The Census Bureau describes this NAICS category:

This U.S. industry comprises establishments primarily engaged in screen printing without publishing (except books, fabric grey goods, and manifold business forms). This industry includes establishments engaged in screen printing on purchased stock materials, such as stationery, invitations, labels, and similar items, on a job-order basis. Establishments primarily engaged in printing on apparel and textile products, such as T-shirts, caps, jackets, towels, and napkins, are included in this industry.

The growth in this category is thanks to the rise of specialty printing. Screen is commonly used to print on textiles (T-shirts being the emblematic example), and these kinds of promotional items really started to take off in the past decade. Couple this with the rise of short-run and digital technologies that can complement screen, and as demand for specialty items has increased, establishments have grown to take advantage of this hot print application area.

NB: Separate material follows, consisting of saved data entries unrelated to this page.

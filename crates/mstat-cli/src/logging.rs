//! Tracing setup shared by the binaries.

use tracing_subscriber::layer::SubscriberExt;
use tracing_subscriber::util::SubscriberInitExt;
use tracing_subscriber::EnvFilter;

/// Initialize the global subscriber: compact, ANSI terminal output.
///
/// `verbose` lowers the default filter to `debug`; `RUST_LOG` overrides
/// the default when set. Safe to call more than once (later calls are
/// no-ops), so binaries and tests can share it.
pub fn init(verbose: bool) {
    let default = if verbose { "debug" } else { "info" };
    let filter = EnvFilter::try_from_default_env().unwrap_or_else(|_| EnvFilter::new(default));

    let _ = tracing_subscriber::registry()
        .with(filter)
        .with(
            tracing_subscriber::fmt::layer()
                .with_ansi(true)
                .with_target(false)
                .compact(),
        )
        .try_init();
}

It’s very common to find hybrid screen/digital shops, and even hybrid screen/digital workflows for the same products—kind of like the “digital printing on offset shells” approach that used to be very popular (and still exists to some extent) among commercial printers. And let’s also not forget the growth of industrial printing, in which screen and pad printing also play a very large role.

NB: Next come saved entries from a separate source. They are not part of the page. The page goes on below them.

use std::path::PathBuf;

use thiserror::Error;

/// Primary error type for mstat log operations.
///
/// Structured variants for the cases callers branch on, with `From` for
/// plain I/O faults. End-of-stream is deliberately *not* an error: the
/// record reader reports it as a clean `Ok(false)`.
#[derive(Error, Debug)]
pub enum MstatError {
    /// Magic marker mismatch on open; the file is not of this format.
    #[error("{path}: not an mstat database")]
    NotAMstatFile { path: PathBuf },

    /// Underlying seek/read/write failure. Surfaced as-is; no retry.
    #[error("I/O error: {0}")]
    Io(#[from] std::io::Error),

    /// The header's field table is inconsistent with its declared
    /// count or end-of-header offset.
    #[error("truncated header: {detail}")]
    TruncatedHeader { detail: String },

    /// A schema name with no known on-disk width was asked to be written.
    #[error("unknown field: {name}")]
    UnknownField { name: String },

    /// The sampled process (or its smaps_rollup file) disappeared.
    #[error("no such process: {pid}")]
    PidGone { pid: u32 },
}

impl MstatError {
    /// Create a truncated-header error.
    pub fn truncated(detail: impl Into<String>) -> Self {
        Self::TruncatedHeader {
            detail: detail.into(),
        }
    }

    /// Create an unknown-field error.
    pub fn unknown_field(name: impl Into<String>) -> Self {
        Self::UnknownField { name: name.into() }
    }

    /// Process exit code for this error (for CLI use).
    ///
    /// Code 2 is reserved for usage errors in the binaries, so no
    /// variant maps to it; a script can tell "bad invocation" apart
    /// from "bad file".
    pub const fn exit_code(&self) -> i32 {
        match self {
            Self::Io(_) => 1,
            Self::NotAMstatFile { .. } => 3,
            Self::TruncatedHeader { .. } => 4,
            Self::UnknownField { .. } => 5,
            Self::PidGone { .. } => 6,
        }
    }

    /// Whether opening a different file (or a fresh one) could succeed.
    pub const fn is_format_error(&self) -> bool {
        matches!(
            self,
            Self::NotAMstatFile { .. } | Self::TruncatedHeader { .. }
        )
    }
}

/// Result type alias using `MstatError`.
pub type Result<T> = std::result::Result<T, MstatError>;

Small shops (1 to 9 employees) still comprise the bulk of the screen printing industry, accounting for 74% of all establishments. The largest shops account for only 4% of industry establishments with mid-size shops accounting for just under one-fourth of establishments. These percentages have not varied substantially since at least as far back as 2010.

These counts are based on data from the Census Bureau’s County Business Patterns. Throughout this year, we will be updating these data series with the latest CBP figures. County Business Patterns includes other data, such as number of employees, payroll, etc. These counts are broken down by commercial printing business classification (based on NAICS, the North American Industrial Classification System):

  • 323117 (Books Printing)
  • 32312 (Support Activities for Printing—aka prepress and postpress services)

These data, and the overarching year-to-year trends, like other demographic data, can be used not only for business planning and forecasting, but also sales and marketing resource allocation.

This Macro Moment…

Yesterday, the Bureau of Economic Analysis released its advance estimate of Q1 2026 GDP growth:

Real gross domestic product (GDP) increased at an annual rate of 2.0 percent in the first quarter of 2026 (January, February, and March), according to the advance estimate released today by the U.S. Bureau of Economic Analysis. In the fourth quarter of 2025, real GDP increased 0.5 percent.

The contributors to the increase in real GDP in the first quarter were investment, exports, consumer spending, and government spending. Imports, which are a subtraction in the calculation of GDP, also increased.

Bureau of Economic Analysis

This was certainly better than Q4 but still a scosh below the expected 2.2%.